Coffee prices climbed about 30 per cent year over year, contributing significantly to a 5 per cent annual increase in grocery inflation. For small food entrepreneurs who rely on brewed beans or roasted grounds as an ingredient, that jump is forcing operational changes and holding back plans to expand.
Stephanie Presta runs MTL Latte Heart, a Montreal home business that pairs roasted coffee with baked goods. Presta says the higher cost of coffee has narrowed margins and made a storefront impractical for now, despite brisk holiday sales.
Why coffee prices are rising
Economists point to a mix of weather-related production problems and rising global demand as the primary drivers of the coffee price spike. Droughts and other weather variability have reduced yields in key producing regions, tightening supply and lifting prices at a time when consumption is rising.
Weather variability and lower yields means that there are less coffee beans being produced and there is more global demand. That is driving up the prices.
Colin Mang, economist
Statistics Canada highlighted coffee among several food items with sharp price increases. Beef is another example, with prices roughly 16 per cent higher because of earlier droughts that pushed up feed costs and reduced herd sizes. Those concentrated pressures helped push grocery inflation to levels consumers have not seen in several years.
What this means for small operators
Presta started by selling bags of roasted coffee and then added coffee-infused cookies to her lineup. She says the ingredient elevates flavour and has been popular with customers, but the added cost changes the business calculus.
From my passion for coffee came cookies. I infuse my cookies with coffee, and it really enhances the flavours.
Stephanie Presta, MTL Latte Heart
Over the holiday season Presta baked and sold 600 boxes of six cookies each. Still, she has decided against taking on the higher fixed costs of a physical shop because that would require either charging more, or accepting smaller returns on each sale.
High costs definitely impact my business. I don’t want to expand and get a physical space to do business. That would increase the costs even more, and that would mean raising the cost of the cookies, or the amount I am getting back, at the end of the day.
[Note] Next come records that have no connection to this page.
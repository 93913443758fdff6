//! Profile persistence implementations

mod file;
mod memory;

pub use file::FileProfilePersistence;
pub use memory::InMemoryProfilePersistence;
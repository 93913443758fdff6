//! In-memory profile persistence

use dashmap::DashMap;

use crate::domain::charging_profile::{
    ChargingLimitSource, ChargingProfile, ClearChargingProfileCriteria, ProfilePersistence,
    ReportedChargingProfile,
};
use crate::support::errors::StorageResult;

/// Volatile persistence for development and testing
#[derive(Default)]
pub struct InMemoryProfilePersistence {
    profiles: DashMap<i32, ReportedChargingProfile>,
}

impl InMemoryProfilePersistence {
    pub fn new() -> Self {
        Self::default()
    }

    /// Seed with records, as if they had been persisted earlier.
    pub fn with_records(records: impl IntoIterator<Item = ReportedChargingProfile>) -> Self {
        let storage = Self::new();
        for record in records {
            storage.profiles.insert(record.profile.id, record);
        }
        storage
    }

    pub fn len(&self) -> usize {
        self.profiles.len()
    }

    pub fn is_empty(&self) -> bool {
        self.profiles.is_empty()
    }
}

impl ProfilePersistence for InMemoryProfilePersistence {
    fn upsert(
        &self,
        evse_id: i32,
        profile: &ChargingProfile,
        source: ChargingLimitSource,
    ) -> StorageResult<()> {
        self.profiles.insert(
            profile.id,
            ReportedChargingProfile {
                evse_id,
                profile: profile.clone(),
                source,
            },
        );
        Ok(())
    }

    fn delete(&self, profile_id: i32) -> StorageResult<bool> {
        Ok(self.profiles.remove(&profile_id).is_some())
    }

    fn delete_by(&self, criteria: &ClearChargingProfileCriteria) -> StorageResult<usize> {
        let before = self.profiles.len();
        self.profiles
            .retain(|_, record| !criteria.matches(record.evse_id, &record.profile));
        Ok(before - self.profiles.len())
    }

    fn delete_by_transaction(&self, transaction_id: &str) -> StorageResult<usize> {
        let before = self.profiles.len();
        self.profiles
            .retain(|_, record| record.profile.transaction_id.as_deref() != Some(transaction_id));
        Ok(before - self.profiles.len())
    }

    fn load_all(&self) -> StorageResult<Vec<ReportedChargingProfile>> {
        Ok(self.profiles.iter().map(|entry| entry.value().clone()).collect())
    }
}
Stephanie Presta, MTL Latte Heart
Many small food businesses face the same trade-offs. Passing costs to customers can suppress demand; absorbing costs squeezes margins. Some operators shift product mixes, reduce portion sizes, or buy different grades of beans to manage prices while trying to preserve quality.
How small food businesses are adapting
- Shop around for suppliers and consider local micro-roasters who may offer more stable small-batch pricing.
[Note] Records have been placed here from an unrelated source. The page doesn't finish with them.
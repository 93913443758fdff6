//! V201 SetChargingProfile handler
//!
//! Validates the submitted profile and stores it when accepted.
//! External constraints cannot be installed through this message.

use rust_ocpp::v2_0_1::messages::set_charging_profile::SetChargingProfileRequest;
use serde_json::Value;
use tracing::{error, info, warn};

use super::{convert, INVALID_MESSAGE};
use crate::application::SmartChargingService;
use crate::domain::charging_profile::{
    AddChargingProfileSource, ChargingProfile, ChargingProfilePurpose, ChargingProfileStatus,
    SetChargingProfileResponse, StatusInfo,
};

fn rejected(reason_code: &str, additional_info: impl Into<String>) -> Value {
    let response = SetChargingProfileResponse {
        status: ChargingProfileStatus::Rejected,
        status_info: Some(StatusInfo::new(reason_code, additional_info)),
    };
    serde_json::to_value(response).unwrap_or_default()
}

pub fn handle_set_charging_profile(service: &SmartChargingService, payload: &Value) -> Value {
    let req: SetChargingProfileRequest = match serde_json::from_value(payload.clone()) {
        Ok(r) => r,
        Err(e) => {
            warn!(error = %e, "V201: Failed to parse SetChargingProfile");
            return rejected(INVALID_MESSAGE, e.to_string());
        }
    };

    let profile: ChargingProfile = match convert(&req.charging_profile) {
        Ok(p) => p,
        Err(e) => {
            warn!(error = %e, "V201: Unusable charging profile in SetChargingProfile");
            return rejected(INVALID_MESSAGE, e.to_string());
        }
    };

    info!(
        evse_id = req.evse_id,
        profile_id = profile.id,
        purpose = %profile.purpose,
        stack_level = profile.stack_level,
        "V201 SetChargingProfile"
    );

    if profile.purpose == ChargingProfilePurpose::ChargingStationExternalConstraints {
        warn!(profile_id = profile.id, "External constraints sent in SetChargingProfile");
        return rejected(
            "InvalidValue",
            "ChargingStationExternalConstraintsInSetChargingProfileRequest",
        );
    }

    match service.store().validate_and_add_profile(
        profile,
        req.evse_id,
        AddChargingProfileSource::SetChargingProfile,
    ) {
        Ok(response) => serde_json::to_value(response).unwrap_or_default(),
        Err(e) => {
            error!(evse_id = req.evse_id, error = %e, "Failed to persist charging profile");
            rejected("InternalError", e.to_string())
        }
    }
}
//! Charging profile aggregate
//!
//! Contains the ChargingProfile entity, the validation vocabulary, the
//! protocol-facing request/response shapes and the persistence interface.

pub mod messages;
pub mod model;
pub mod repository;
pub mod validation;

pub use messages::{
    AddChargingProfileSource, ChargingProfileCriterion, ChargingProfileStatus,
    ClearChargingProfileCriteria, ClearChargingProfileResponse, ClearChargingProfileStatus,
    GetChargingProfilesRequest, ReportedChargingProfile, SetChargingProfileResponse, StatusInfo,
};
pub use model::{
    ChargingLimitSource, ChargingProfile, ChargingProfileKind, ChargingProfilePurpose,
    ChargingRateUnit, ChargingSchedule, ChargingSchedulePeriod, CompositeSchedule,
    CompositeScheduleDefaultLimits, RecurrencyKind, DEFAULT_AND_MAX_NUMBER_PHASES,
    STATION_WIDE_ID,
};
pub use repository::ProfilePersistence;
pub use validation::ProfileValidationResult;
- Adjust recipes to use coffee more efficiently, such as intensifying flavour with smaller quantities or using espresso extracts.
- Offer smaller package sizes or seasonal items to maintain price points without permanently raising base prices.
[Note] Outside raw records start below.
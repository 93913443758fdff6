//! ChargingProfile domain entities
//!
//! Field names follow the OCPP 2.0.1 JSON schema so that profiles can be
//! moved in and out of `rust-ocpp` message types with plain serde.

use std::fmt;

use chrono::{DateTime, Duration, Utc};
use serde::{Deserialize, Deserializer, Serialize};

/// EVSE id addressing the whole charging station.
pub const STATION_WIDE_ID: i32 = 0;

/// Number of phases assumed when a period on an AC supply omits it.
pub const DEFAULT_AND_MAX_NUMBER_PHASES: i32 = 3;

/// Charging profile purpose.
#[derive(Debug, Clone, Copy, PartialEq, Eq, Hash, PartialOrd, Ord, Serialize, Deserialize)]
pub enum ChargingProfilePurpose {
    ChargingStationExternalConstraints,
    ChargingStationMaxProfile,
    TxDefaultProfile,
    TxProfile,
}

impl ChargingProfilePurpose {
    pub fn as_str(&self) -> &'static str {
        match self {
            Self::ChargingStationExternalConstraints => "ChargingStationExternalConstraints",
            Self::ChargingStationMaxProfile => "ChargingStationMaxProfile",
            Self::TxDefaultProfile => "TxDefaultProfile",
            Self::TxProfile => "TxProfile",
        }
    }
}

impl fmt::Display for ChargingProfilePurpose {
    fn fmt(&self, f: &mut fmt::Formatter<'_>) -> fmt::Result {
        f.write_str(self.as_str())
    }
}

/// How the periods of a schedule are anchored in time.
#[derive(Debug, Clone, Copy, PartialEq, Eq, Hash, Serialize, Deserialize)]
pub enum ChargingProfileKind {
    Absolute,
    Recurring,
    Relative,
}

/// Recurrence interval of a `Recurring` profile.
#[derive(Debug, Clone, Copy, PartialEq, Eq, Hash, Serialize, Deserialize)]
pub enum RecurrencyKind {
    Daily,
    Weekly,
}

impl RecurrencyKind {
    /// Length of one recurrence.
    pub fn period(&self) -> Duration {
        match self {
            Self::Daily => Duration::days(1),
            Self::Weekly => Duration::weeks(1),
        }
    }
}

/// Unit of a schedule limit: Amperes or Watts.
#[derive(Debug, Clone, Copy, PartialEq, Eq, Hash, Serialize, Deserialize)]
pub enum ChargingRateUnit {
    A,
    W,
}

impl ChargingRateUnit {
    pub fn as_str(&self) -> &'static str {
        match self {
            Self::A => "A",
            Self::W => "W",
        }
    }
}

impl fmt::Display for ChargingRateUnit {
    fn fmt(&self, f: &mut fmt::Formatter<'_>) -> fmt::Result {
        f.write_str(self.as_str())
    }
}

/// Origin of a charging limit.
#[derive(Debug, Clone, Copy, PartialEq, Eq, Hash, Serialize, Deserialize, Default)]
pub enum ChargingLimitSource {
    #[serde(rename = "EMS")]
    Ems,
    Other,
    #[serde(rename = "SO")]
    So,
    #[default]
    #[serde(rename = "CSO")]
    Cso,
}

/// One step of a charging schedule.
#[derive(Debug, Clone, PartialEq, Serialize, Deserialize)]
#[serde(rename_all = "camelCase")]
pub struct ChargingSchedulePeriod {
    /// Offset in seconds from the start of the schedule.
    pub start_period: i32,
    /// Limit in the schedule's charging rate unit.
    #[serde(deserialize_with = "deserialize_limit")]
    pub limit: f64,
    #[serde(default, skip_serializing_if = "Option::is_none")]
    pub number_phases: Option<i32>,
    #[serde(default, skip_serializing_if = "Option::is_none")]
    pub phase_to_use: Option<i32>,
}

impl ChargingSchedulePeriod {
    pub fn new(start_period: i32, limit: f64) -> Self {
        Self {
            start_period,
            limit,
            number_phases: None,
            phase_to_use: None,
        }
    }

    pub fn with_number_phases(mut self, number_phases: i32) -> Self {
        self.number_phases = Some(number_phases);
        self
    }

    pub fn with_phase_to_use(mut self, phase_to_use: i32) -> Self {
        self.phase_to_use = Some(phase_to_use);
        self
    }
}

/// A list of periods together with their anchoring and unit.
#[derive(Debug, Clone, PartialEq, Serialize, Deserialize)]
#[serde(rename_all = "camelCase")]
pub struct ChargingSchedule {
    #[serde(default)]
    pub id: i32,
    #[serde(default, skip_serializing_if = "Option::is_none")]
    pub start_schedule: Option<DateTime<Utc>>,
    /// Duration in seconds; the last period holds until the end of the
    /// schedule when absent.
    #[serde(default, skip_serializing_if = "Option::is_none")]
    pub duration: Option<i32>,
    pub charging_rate_unit: ChargingRateUnit,
    #[serde(rename = "chargingSchedulePeriod", default)]
    pub periods: Vec<ChargingSchedulePeriod>,
    #[serde(
        default,
        skip_serializing_if = "Option::is_none",
        deserialize_with = "deserialize_optional_limit"
    )]
    pub min_charging_rate: Option<f64>,
}

impl ChargingSchedule {
    pub fn new(charging_rate_unit: ChargingRateUnit, periods: Vec<ChargingSchedulePeriod>) -> Self {
        Self {
            id: 0,
            start_schedule: None,
            duration: None,
            charging_rate_unit,
            periods,
            min_charging_rate: None,
        }
    }
}

/// Operator-submitted rate limit over time.
#[derive(Debug, Clone, PartialEq, Serialize, Deserialize)]
#[serde(rename_all = "camelCase")]
pub struct ChargingProfile {
    /// Unique across the charging station once accepted.
    pub id: i32,
    /// Higher overrides lower within the same purpose and scope.
    pub stack_level: i32,
    #[serde(rename = "chargingProfilePurpose")]
    pub purpose: ChargingProfilePurpose,
    #[serde(rename = "chargingProfileKind")]
    pub kind: ChargingProfileKind,
    #[serde(default, skip_serializing_if = "Option::is_none")]
    pub recurrency_kind: Option<RecurrencyKind>,
    #[serde(default, skip_serializing_if = "Option::is_none")]
    pub valid_from: Option<DateTime<Utc>>,
    #[serde(default, skip_serializing_if = "Option::is_none")]
    pub valid_to: Option<DateTime<Utc>>,
    /// Required for `TxProfile`.
    #[serde(default, skip_serializing_if = "Option::is_none")]
    pub transaction_id: Option<String>,
    #[serde(rename = "chargingSchedule", default)]
    pub schedules: Vec<ChargingSchedule>,
}

impl ChargingProfile {
    /// The schedule the composite calculation operates on.
    pub fn schedule(&self) -> Option<&ChargingSchedule> {
        self.schedules.first()
    }

    pub fn charging_rate_unit(&self) -> Option<ChargingRateUnit> {
        self.schedule().map(|s| s.charging_rate_unit)
    }

    /// Whether the closed validity windows of both profiles intersect.
    /// Missing bounds are unbounded.
    pub fn validity_overlaps(&self, other: &ChargingProfile) -> bool {
        let starts_before_other_ends = match (self.valid_from, other.valid_to) {
            (Some(from), Some(to)) => from <= to,
            _ => true,
        };
        let ends_after_other_starts = match (self.valid_to, other.valid_from) {
            (Some(to), Some(from)) => to >= from,
            _ => true,
        };
        starts_before_other_ends && ends_after_other_starts
    }

    /// Whether the validity window intersects the half-open window `[start, end)`.
    pub fn is_valid_within(&self, start: DateTime<Utc>, end: DateTime<Utc>) -> bool {
        self.valid_from.map_or(true, |from| from < end) && self.valid_to.map_or(true, |to| to > start)
    }
}

/// Resolved limit timeline for one EVSE over a requested window.
#[derive(Debug, Clone, PartialEq, Serialize, Deserialize)]
#[serde(rename_all = "camelCase")]
pub struct CompositeSchedule {
    pub evse_id: i32,
    /// Window length in seconds.
    pub duration: i32,
    pub schedule_start: DateTime<Utc>,
    pub charging_rate_unit: ChargingRateUnit,
    /// Ordered and gapless; `startPeriod` is relative to `scheduleStart`.
    #[serde(rename = "chargingSchedulePeriod")]
    pub periods: Vec<ChargingSchedulePeriod>,
}

/// Fallback limits used wherever no profile applies.
#[derive(Debug, Clone, Copy, PartialEq, Serialize, Deserialize)]
pub struct CompositeScheduleDefaultLimits {
    pub amps: f64,
    pub watts: f64,
    pub number_phases: i32,
}

impl CompositeScheduleDefaultLimits {
    pub fn limit_for(&self, unit: ChargingRateUnit) -> f64 {
        match unit {
            ChargingRateUnit::A => self.amps,
            ChargingRateUnit::W => self.watts,
        }
    }
}

impl Default for CompositeScheduleDefaultLimits {
    fn default() -> Self {
        Self {
            amps: 48.0,
            watts: 33120.0,
            number_phases: DEFAULT_AND_MAX_NUMBER_PHASES,
        }
    }
}

// ── Limit decoding ─────────────────────────────────────────────

// Decimal limits may arrive as JSON strings. Numbers go through
// `serde_json::Value` so that arbitrary precision numbers decode too.
fn limit_from_value<E: serde::de::Error>(value: serde_json::Value) -> Result<f64, E> {
    match value {
        serde_json::Value::Number(number) => number
            .as_f64()
            .ok_or_else(|| E::custom(format!("limit '{}' is not representable", number))),
        serde_json::Value::String(text) => text
            .trim()
            .parse::<f64>()
            .map_err(|e| E::custom(format!("invalid limit '{}': {}", text, e))),
        other => Err(E::custom(format!("invalid limit {}", other))),
    }
}

fn deserialize_limit<'de, D>(deserializer: D) -> Result<f64, D::Error>
where
    D: Deserializer<'de>,
{
    limit_from_value(serde_json::Value::deserialize(deserializer)?)
}

fn deserialize_optional_limit<'de, D>(deserializer: D) -> Result<Option<f64>, D::Error>
where
    D: Deserializer<'de>,
{
    Option::<serde_json::Value>::deserialize(deserializer)?
        .map(limit_from_value)
        .transpose()
}

#[cfg(test)]
mod tests {
    use super::*;
    use chrono::TimeZone;

    fn profile_with_validity(
        valid_from: Option<DateTime<Utc>>,
        valid_to: Option<DateTime<Utc>>,
    ) -> ChargingProfile {
        ChargingProfile {
            id: 1,
            stack_level: 0,
            purpose: ChargingProfilePurpose::TxDefaultProfile,
            kind: ChargingProfileKind::Absolute,
            recurrency_kind: None,
            valid_from,
            valid_to,
            transaction_id: None,
            schedules: vec![ChargingSchedule::new(
                ChargingRateUnit::A,
                vec![ChargingSchedulePeriod::new(0, 16.0)],
            )],
        }
    }

    fn day(d: u32) -> DateTime<Utc> {
        Utc.with_ymd_and_hms(2024, 1, d, 0, 0, 0).unwrap()
    }

    #[test]
    fn deserializes_ocpp_json() {
        let json = serde_json::json!({
            "id": 7,
            "stackLevel": 2,
            "chargingProfilePurpose": "TxProfile",
            "chargingProfileKind": "Absolute",
            "transactionId": "tx-1",
            "chargingSchedule": [{
                "id": 1,
                "startSchedule": "2024-01-17T00:00:00Z",
                "chargingRateUnit": "A",
                "chargingSchedulePeriod": [
                    {"startPeriod": 0, "limit": 32.0, "numberPhases": 3},
                    {"startPeriod": 3600, "limit": "16.5"}
                ]
            }]
        });

        let profile: ChargingProfile = serde_json::from_value(json).unwrap();
        assert_eq!(profile.id, 7);
        assert_eq!(profile.purpose, ChargingProfilePurpose::TxProfile);
        assert_eq!(profile.transaction_id.as_deref(), Some("tx-1"));
        let schedule = profile.schedule().unwrap();
        assert_eq!(schedule.start_schedule, Some(day(17)));
        assert_eq!(schedule.periods[0].number_phases, Some(3));
        assert_eq!(schedule.periods[1].limit, 16.5);
    }

    #[test]
    fn limits_read_back_from_json_text() {
        let mut profile = profile_with_validity(Some(day(1)), None);
        profile.schedules[0].periods.push(ChargingSchedulePeriod::new(1800, 6.5));
        let text = serde_json::to_string_pretty(&profile).unwrap();

        let parsed: ChargingProfile = serde_json::from_str(&text).unwrap();
        assert_eq!(parsed, profile);

        let period: ChargingSchedulePeriod =
            serde_json::from_str(r#"{"startPeriod": 60, "limit": 11}"#).unwrap();
        assert_eq!(period.limit, 11.0);
        let period: ChargingSchedulePeriod =
            serde_json::from_str(r#"{"startPeriod": 60, "limit": " 7.25 "}"#).unwrap();
        assert_eq!(period.limit, 7.25);
    }

    #[test]
    fn rejects_non_numeric_limits() {
        let result: Result<ChargingSchedulePeriod, _> =
            serde_json::from_str(r#"{"startPeriod": 0, "limit": "lots"}"#);
        assert!(result.is_err());
        let result: Result<ChargingSchedulePeriod, _> =
            serde_json::from_str(r#"{"startPeriod": 0, "limit": true}"#);
        assert!(result.is_err());
    }

    #[test]
    fn serializes_with_ocpp_field_names() {
        let profile = profile_with_validity(None, None);
        let json = serde_json::to_value(&profile).unwrap();
        assert_eq!(json["chargingProfilePurpose"], "TxDefaultProfile");
        assert_eq!(json["chargingSchedule"][0]["chargingRateUnit"], "A");
        assert_eq!(json["chargingSchedule"][0]["chargingSchedulePeriod"][0]["startPeriod"], 0);
        assert!(json.get("validFrom").is_none());
    }

    #[test]
    fn limit_source_uses_protocol_names() {
        let json = serde_json::to_value(ChargingLimitSource::Ems).unwrap();
        assert_eq!(json, "EMS");
        let parsed: ChargingLimitSource = serde_json::from_value(serde_json::json!("CSO")).unwrap();
        assert_eq!(parsed, ChargingLimitSource::Cso);
    }

    #[test]
    fn unbounded_validity_always_overlaps() {
        let open = profile_with_validity(None, None);
        let bounded = profile_with_validity(Some(day(1)), Some(day(2)));
        assert!(open.validity_overlaps(&bounded));
        assert!(bounded.validity_overlaps(&open));
    }

    #[test]
    fn disjoint_validity_does_not_overlap() {
        let january = profile_with_validity(Some(day(1)), Some(day(10)));
        let later = profile_with_validity(Some(day(11)), None);
        assert!(!january.validity_overlaps(&later));
        assert!(!later.validity_overlaps(&january));
    }

    #[test]
    fn touching_validity_overlaps() {
        let first = profile_with_validity(Some(day(1)), Some(day(10)));
        let second = profile_with_validity(Some(day(10)), Some(day(20)));
        assert!(first.validity_overlaps(&second));
    }

    #[test]
    fn validity_window_is_half_open() {
        let profile = profile_with_validity(Some(day(10)), None);
        assert!(!profile.is_valid_within(day(1), day(10)));
        assert!(profile.is_valid_within(day(1), day(11)));

        let expired = profile_with_validity(None, Some(day(5)));
        assert!(!expired.is_valid_within(day(5), day(6)));
    }
}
- Introduce limited runs or premium lines at higher prices while keeping core items steady.
- Use pre-orders and batch planning to reduce waste and improve cash flow.
- Communicate transparently with customers about ingredient costs and why prices change.
Some economists suggest the broader food inflation outlook brightens if you exclude items hit by extreme weather and supply shocks. That would leave a more moderate picture for many staples, but it does not remove immediate pressures on businesses that rely on those hard-hit ingredients.
If you take out beef and some of the secondary effects on proteins, and you take out coffee and a couple of other products that have had extreme weather issues, news is relatively optimistic for food prices, going forward.
Mike von Massow, University of Guelph
For now, operators like Presta are prioritizing control over costs and cautious growth. The popularity of her coffee-infused cookies shows demand for specialty treats remains, but higher input prices make entrepreneurship riskier and expansion slower.
What consumers can expect
Shoppers will likely see some price volatility in cafes and packaged coffee products until supply conditions stabilise. Specialty items that use coffee as an ingredient, such as baked goods and confections, may be harder to find at former price points. Some retailers and small producers will absorb costs temporarily, while others will adjust prices or offerings.
Short-term relief for prices depends on improved harvests and more stable yields in producing regions. In the meantime, small food entrepreneurs will continue to balance product quality with the economic realities of a tighter input market.
Presta says she will keep baking, for now, and watch costs carefully. The choice is to adapt recipes and operations, rather than risk expanding into a storefront that could undo the gains she has worked to build.